## [Exercise requirements]
Your task is to repeat the entries exactly from their first line through the line with "cross-document record, carrying", and to stop there.
########
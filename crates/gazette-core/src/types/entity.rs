//! Entity type definitions.
//!
//! Entities come in two flavors:
//! - `LocalEntity`: as extracted from one document, with a document-scoped id.
//! - `GlobalEntity`: the deduplicated cross-document record, carrying
//!   provenance and merged geo/temporal attribute bags.

use serde::{Deserialize, Serialize};
use std::fmt;
use std::str::FromStr;

use super::attributes::{LocationAttributes, TimeAttributes};

/// Entity categories produced by the extraction stage.
///
/// Serializes as the strict SCREAMING wire names; deserializes through
/// [`EntityType::from_str_flexible`] so noisy LLM spellings in input files
/// still parse.
#[derive(Debug, Clone, Copy, PartialEq, Eq, Hash, Serialize)]
#[serde(rename_all = "UPPERCASE")]
pub enum EntityType {
    /// A person or group of people (e.g., "Napoleon", "French troops").
    Person,
    /// An organization (e.g., "Austrian army", "k.u.k. Kriegsministerium").
    Organization,
    /// A physical place (e.g., "Vienna", "the Danube").
    Location,
    /// An event (e.g., "capitulation", "coronation").
    Event,
    /// An abstract concept or topic.
    Concept,
    /// A temporal expression (e.g., "4 April 1915", "last spring").
    Time,
    /// A man-made object (e.g., "the telegraph", "a cannon").
    Artifact,
    /// An expressed sentiment or opinion.
    Sentiment,
}

impl EntityType {
    /// Parse an entity type from string with flexible matching.
    ///
    /// Handles variations in LLM output like "PERSON", "Person", "per",
    /// "people", etc.
    pub fn from_str_flexible(s: &str) -> Option<Self> {
        let normalized = s.trim().to_lowercase();

        match normalized.as_str() {
            "person" | "per" | "people" | "individual" | "human" => Some(Self::Person),

            "organization" | "org" | "organisation" | "company" | "institution"
            | "agency" => Some(Self::Organization),

            "location" | "loc" | "place" | "city" | "country" | "region" | "area"
            | "site" => Some(Self::Location),

            "event" | "evt" | "occasion" | "happening" | "occurrence" => Some(Self::Event),

            "concept" | "idea" | "topic" | "theme" | "notion" | "subject" => Some(Self::Concept),

            "time" | "date" | "period" | "timeperiod" | "temporal" => Some(Self::Time),

            "artifact" | "artefact" | "object" | "item" | "thing" => Some(Self::Artifact),

            "sentiment" | "opinion" | "emotion" | "feeling" | "mood" => Some(Self::Sentiment),

            _ => None,
        }
    }

    /// Get all entity type variants.
    pub fn all() -> &'static [EntityType] {
        &[
            Self::Person,
            Self::Organization,
            Self::Location,
            Self::Event,
            Self::Concept,
            Self::Time,
            Self::Artifact,
            Self::Sentiment,
        ]
    }

    /// Convert to the wire-format string.
    pub fn as_str(&self) -> &'static str {
        match self {
            Self::Person => "PERSON",
            Self::Organization => "ORGANIZATION",
            Self::Location => "LOCATION",
            Self::Event => "EVENT",
            Self::Concept => "CONCEPT",
            Self::Time => "TIME",
            Self::Artifact => "ARTIFACT",
            Self::Sentiment => "SENTIMENT",
        }
    }
}

impl fmt::Display for EntityType {
    fn fmt(&self, f: &mut fmt::Formatter<'_>) -> fmt::Result {
        write!(f, "{}", self.as_str())
    }
}

impl FromStr for EntityType {
    type Err = String;

    fn from_str(s: &str) -> Result<Self, Self::Err> {
        Self::from_str_flexible(s).ok_or_else(|| format!("Unknown entity type: {}", s))
    }
}

impl<'de> Deserialize<'de> for EntityType {
    fn deserialize<D>(deserializer: D) -> Result<Self, D::Error>
    where
        D: serde::Deserializer<'de>,
    {
        let s = String::deserialize(deserializer)?;
        Self::from_str_flexible(&s)
            .ok_or_else(|| serde::de::Error::custom(format!("unknown entity type: {}", s)))
    }
}

/// An entity as extracted from a single document.
///
/// `id` is only meaningful within the document it came from; geo/temporal
/// attributes live in the document's `locations`/`timeperiods` tables, keyed
/// by this id.
#[derive(Debug, Clone, Serialize, Deserialize)]
pub struct LocalEntity {
    /// Document-scoped identifier (e.g., "E1").
    pub id: String,
    /// Entity category.
    #[serde(rename = "type")]
    pub entity_type: EntityType,
    /// Surface text as it appeared in the document.
    pub text: String,
    /// Normalized form, when the extraction stage produced one.
    #[serde(skip_serializing_if = "Option::is_none")]
    pub normalized: Option<String>,
    /// Extraction confidence in [0, 1].
    pub confidence: f64,
}

impl LocalEntity {
    /// Best available text for matching and identity: the normalized form
    /// when present, otherwise the raw surface text.
    pub fn best_text(&self) -> &str {
        self.normalized.as_deref().unwrap_or(&self.text)
    }
}

/// A deduplicated cross-document entity with a stable global identity.
///
/// At most one of `location`/`time` is populated, according to the entity
/// type. Both bags serialize flattened so the JSON graph keeps flat entity
/// objects. Serialize-only: the graph JSON is an export format, never read
/// back by this pipeline.
#[derive(Debug, Clone, Serialize)]
pub struct GlobalEntity {
    /// Stable global identifier (12 hex chars of the signature hash).
    pub id: String,
    /// Entity category.
    #[serde(rename = "type")]
    pub entity_type: EntityType,
    /// Representative surface text (from the highest-confidence mention).
    pub text: String,
    /// Normalized form, when any contributing mention had one.
    #[serde(skip_serializing_if = "Option::is_none")]
    pub normalized: Option<String>,
    /// Highest confidence among contributing mentions.
    pub confidence: f64,
    /// Ids of the documents that mentioned this entity, in integration order.
    pub sources: Vec<String>,
    /// Merged geographic attributes (LOCATION entities only).
    #[serde(flatten)]
    pub location: Option<LocationAttributes>,
    /// Merged temporal attributes (TIME entities only).
    #[serde(flatten)]
    pub time: Option<TimeAttributes>,
}

impl GlobalEntity {
    /// Best available text for matching: normalized form when present.
    pub fn best_text(&self) -> &str {
        self.normalized.as_deref().unwrap_or(&self.text)
    }

    /// Record a contributing document, keeping `sources` duplicate-free.
    pub fn add_source(&mut self, document_id: &str) {
        if !self.sources.iter().any(|s| s == document_id) {
            self.sources.push(document_id.to_string());
        }
    }
}

#[cfg(test)]
mod tests {
    use super::*;
    use crate::types::attributes::{TimeKind, TimePrecision};

    #[test]
    fn test_entity_type_from_str_flexible() {
        assert_eq!(EntityType::from_str_flexible("PERSON"), Some(EntityType::Person));
        assert_eq!(EntityType::from_str_flexible("person"), Some(EntityType::Person));
        assert_eq!(EntityType::from_str_flexible("  Location "), Some(EntityType::Location));
        assert_eq!(EntityType::from_str_flexible("date"), Some(EntityType::Time));
        assert_eq!(EntityType::from_str_flexible("artefact"), Some(EntityType::Artifact));
        assert_eq!(EntityType::from_str_flexible("opinion"), Some(EntityType::Sentiment));
        assert_eq!(EntityType::from_str_flexible("unknown"), None);
        assert_eq!(EntityType::from_str_flexible(""), None);
    }

    #[test]
    fn test_entity_type_serde_uppercase() {
        let json = serde_json::to_string(&EntityType::Location).unwrap();
        assert_eq!(json, "\"LOCATION\"");

        let parsed: EntityType = serde_json::from_str("\"SENTIMENT\"").unwrap();
        assert_eq!(parsed, EntityType::Sentiment);
    }

    #[test]
    fn test_entity_type_deserializes_noisy_spellings() {
        let parsed: EntityType = serde_json::from_str("\"Person\"").unwrap();
        assert_eq!(parsed, EntityType::Person);

        let parsed: EntityType = serde_json::from_str("\"loc\"").unwrap();
        assert_eq!(parsed, EntityType::Location);

        let entity: LocalEntity = serde_json::from_str(
            r#"{"id":"E1","type":"organisation","text":"Hofkammer","confidence":0.7}"#,
        )
        .unwrap();
        assert_eq!(entity.entity_type, EntityType::Organization);

        assert!(serde_json::from_str::<EntityType>("\"widget\"").is_err());
    }

    #[test]
    fn test_entity_type_all() {
        assert_eq!(EntityType::all().len(), 8);
    }

    #[test]
    fn test_local_entity_best_text() {
        let json = r#"{"id":"E1","type":"LOCATION","text":"Wien","normalized":"Vienna","confidence":0.9}"#;
        let entity: LocalEntity = serde_json::from_str(json).unwrap();
        assert_eq!(entity.best_text(), "Vienna");

        let json = r#"{"id":"E2","type":"PERSON","text":"French troops","confidence":0.8}"#;
        let entity: LocalEntity = serde_json::from_str(json).unwrap();
        assert_eq!(entity.best_text(), "French troops");
    }

    #[test]
    fn test_global_entity_add_source_is_idempotent() {
        let mut entity = GlobalEntity {
            id: "abc".into(),
            entity_type: EntityType::Person,
            text: "Napoleon".into(),
            normalized: None,
            confidence: 0.9,
            sources: vec!["doc1".into()],
            location: None,
            time: None,
        };
        entity.add_source("doc1");
        entity.add_source("doc2");
        entity.add_source("doc2");
        assert_eq!(entity.sources, vec!["doc1", "doc2"]);
    }

    #[test]
    fn test_time_entity_serializes_flat_without_key_collision() {
        let entity = GlobalEntity {
            id: "abc".into(),
            entity_type: EntityType::Time,
            text: "4 April 1915".into(),
            normalized: None,
            confidence: 0.9,
            sources: vec!["doc1".into()],
            location: None,
            time: Some(TimeAttributes {
                precision: Some(TimePrecision::Day),
                kind: Some(TimeKind::Point),
                start_date: Some("1915-04-04".into()),
                end_date: None,
                date_reliability: None,
            }),
        };
        let value = serde_json::to_value(&entity).unwrap();
        assert_eq!(value["type"], "TIME");
        assert_eq!(value["time_type"], "POINT");
        assert_eq!(value["start_date"], "1915-04-04");
    }
}
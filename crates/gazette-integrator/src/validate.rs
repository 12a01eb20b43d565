//! Aggregate data-quality statistics over the integrated graph.
//!
//! Validation never influences integration; it reports how complete the
//! merged attribute data is (coordinates on locations, dates on times,
//! context on relations) for the batch summary.

use std::collections::BTreeMap;
use std::fmt;

use serde::{Deserialize, Serialize};

use gazette_core::EntityType;

use crate::store::GraphStore;

/// Counts describing the integrated graph.
#[derive(Debug, Clone, Default, Serialize, Deserialize)]
pub struct ValidationReport {
    pub total_entities: usize,
    pub total_relations: usize,
    /// Entity counts keyed by type, in sorted order.
    pub entities_by_type: BTreeMap<String, usize>,
    pub locations_with_coords: usize,
    pub locations_without_coords: usize,
    pub times_with_dates: usize,
    pub times_without_dates: usize,
    pub relations_with_time: usize,
    pub relations_with_location: usize,
}

impl ValidationReport {
    /// Walk the store once and tally everything.
    pub fn compute(store: &GraphStore) -> Self {
        let mut report = Self {
            total_entities: store.entities().len(),
            total_relations: store.relations().len(),
            ..Default::default()
        };

        for entity in store.entities() {
            *report
                .entities_by_type
                .entry(entity.entity_type.to_string())
                .or_insert(0) += 1;

            match entity.entity_type {
                EntityType::Location => {
                    let has_coords = entity
                        .location
                        .as_ref()
                        .is_some_and(|attrs| attrs.has_coordinates());
                    if has_coords {
                        report.locations_with_coords += 1;
                    } else {
                        report.locations_without_coords += 1;
                    }
                }
                EntityType::Time => {
                    let has_date = entity
                        .time
                        .as_ref()
                        .is_some_and(|attrs| attrs.has_start_date());
                    if has_date {
                        report.times_with_dates += 1;
                    } else {
                        report.times_without_dates += 1;
                    }
                }
                _ => {}
            }
        }

        for relation in store.relations() {
            if relation.context_time.is_some() {
                report.relations_with_time += 1;
            }
            if relation.context_location.is_some() {
                report.relations_with_location += 1;
            }
        }

        report
    }

    fn percent(part: usize, whole: usize) -> f64 {
        if whole == 0 {
            0.0
        } else {
            part as f64 / whole as f64 * 100.0
        }
    }
}

impl fmt::Display for ValidationReport {
    fn fmt(&self, f: &mut fmt::Formatter<'_>) -> fmt::Result {
        writeln!(f, "=== Entity Integration Validation ===")?;
        writeln!(f, "Total unique entities: {}", self.total_entities)?;
        writeln!(f, "Total relations: {}", self.total_relations)?;

        writeln!(f, "\nEntity types:")?;
        for (entity_type, count) in &self.entities_by_type {
            writeln!(f, "  {}: {}", entity_type, count)?;
        }

        let total_locations = self.locations_with_coords + self.locations_without_coords;
        if total_locations > 0 {
            writeln!(f, "\nLocation entities:")?;
            writeln!(
                f,
                "  With coordinates: {} ({:.1}%)",
                self.locations_with_coords,
                Self::percent(self.locations_with_coords, total_locations)
            )?;
            writeln!(
                f,
                "  Without coordinates: {} ({:.1}%)",
                self.locations_without_coords,
                Self::percent(self.locations_without_coords, total_locations)
            )?;
        }

        let total_times = self.times_with_dates + self.times_without_dates;
        if total_times > 0 {
            writeln!(f, "\nTime entities:")?;
            writeln!(
                f,
                "  With date information: {} ({:.1}%)",
                self.times_with_dates,
                Self::percent(self.times_with_dates, total_times)
            )?;
            writeln!(
                f,
                "  Without date information: {} ({:.1}%)",
                self.times_without_dates,
                Self::percent(self.times_without_dates, total_times)
            )?;
        }

        if self.total_relations > 0 {
            writeln!(f, "\nRelation contexts:")?;
            writeln!(
                f,
                "  With time context: {} ({:.1}%)",
                self.relations_with_time,
                Self::percent(self.relations_with_time, self.total_relations)
            )?;
            writeln!(
                f,
                "  With location context: {} ({:.1}%)",
                self.relations_with_location,
                Self::percent(self.relations_with_location, self.total_relations)
            )?;
        }

        Ok(())
    }
}

#[cfg(test)]
mod tests {
    use super::*;
    use gazette_core::{GlobalEntity, GlobalRelation, LocationAttributes};

    fn store_with_fixture() -> GraphStore {
        let mut store = GraphStore::new();
        store.push_entity(GlobalEntity {
            id: "loc1".into(),
            entity_type: EntityType::Location,
            text: "Vienna".into(),
            normalized: None,
            confidence: 0.9,
            sources: vec!["doc1".into()],
            location: Some(LocationAttributes {
                latitude: Some(48.2082),
                longitude: Some(16.3738),
                ..Default::default()
            }),
            time: None,
        });
        store.push_entity(GlobalEntity {
            id: "loc2".into(),
            entity_type: EntityType::Location,
            text: "the fortress".into(),
            normalized: None,
            confidence: 0.6,
            sources: vec!["doc1".into()],
            location: None,
            time: None,
        });
        store.push_entity(GlobalEntity {
            id: "per1".into(),
            entity_type: EntityType::Person,
            text: "Napoleon".into(),
            normalized: None,
            confidence: 0.95,
            sources: vec!["doc1".into()],
            location: None,
            time: None,
        });
        store.push_relation(GlobalRelation {
            id: "R1".into(),
            subject: "per1".into(),
            predicate: "entered".into(),
            object: "loc1".into(),
            confidence: 0.8,
            context_time: None,
            context_location: Some("loc1".into()),
            sources: vec!["doc1".into()],
        });
        store
    }

    #[test]
    fn test_report_counts() {
        let report = ValidationReport::compute(&store_with_fixture());

        assert_eq!(report.total_entities, 3);
        assert_eq!(report.total_relations, 1);
        assert_eq!(report.entities_by_type["LOCATION"], 2);
        assert_eq!(report.entities_by_type["PERSON"], 1);
        assert_eq!(report.locations_with_coords, 1);
        assert_eq!(report.locations_without_coords, 1);
        assert_eq!(report.times_with_dates, 0);
        assert_eq!(report.relations_with_time, 0);
        assert_eq!(report.relations_with_location, 1);
    }

    #[test]
    fn test_report_display() {
        let report = ValidationReport::compute(&store_with_fixture());
        let text = report.to_string();
        assert!(text.contains("Total unique entities: 3"));
        assert!(text.contains("LOCATION: 2"));
        assert!(text.contains("With coordinates: 1 (50.0%)"));
        assert!(text.contains("With location context: 1 (100.0%)"));
    }

    #[test]
    fn test_empty_store_report() {
        let report = ValidationReport::compute(&GraphStore::new());
        assert_eq!(report.total_entities, 0);
        // No divide-by-zero in the rendered report.
        let text = report.to_string();
        assert!(text.contains("Total relations: 0"));
    }
}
########
## [Result for this exercise]
filename crates/gazette-core/src/types/entity.rs
//! Entity type definitions.
//!
//! Entities come in two flavors:
//! - `LocalEntity`: as extracted from one document, with a document-scoped id.
//! - `GlobalEntity`: the deduplicated cross-document record, carrying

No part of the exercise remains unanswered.